Suvadip Mukherjee, Catalina Gonzalez-Gomez, Lydia Danglot, Thibault Lagache, Jean-Christophe Olivo-Marin

Link to HAL – hal-02914322

Link to DOI – 10.1109/LSP.2020.3003821

IEEE Signal Processing Letters, 2020, 27, pp.1085-1089. ⟨10.1109/LSP.2020.3003821⟩

We introduce a novel paradigm for statistical analysis of spatial signals, applied to colocalization studies in bioimag-ing. Quantitative assessment of the spatial colocalization of different molecules in microscopy provides important functional information on cellular processes. By reducing objects (molecules or cluster of molecules) to their position (points), existing methods are predominantly restricted to point-based analyses, and scale poorly to applications involving large, asymmetric and complex-in-shape objects. We address this issue, and propose a statistical model for shape-based colocalization analysis. Our solution is a generalization of the Ripley’s K-function for arbitrary shapes, and provides a method to statistically interpret the coupling of molecules to biological objects which are implicitly represented via level set embedding.
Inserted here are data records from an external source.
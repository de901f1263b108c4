#[codebook_derive::codebook_error]
pub enum DemoError {
    #[error("IO error: {source}")]
    Io { source: std::io::Error, context: Option<String> },
}

fn main() {}
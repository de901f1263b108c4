#[codebook_derive::codebook_error]
pub enum DemoError {
    Io(std::io::Error),
}

fn main() {}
Compared to the state-of-the-art, our solution is efficient and generic, and establishes the theoretical basis for an one-fits-all approach to tackle the heterogeneous challenges in robust interpretation of molecular association in biology. The efficacy of our method is established via synthetic simulations, and a practical application is also described to measure the statistical accumulation of synaptic molecules’ spots near the cell’s boundary of cultured neurons.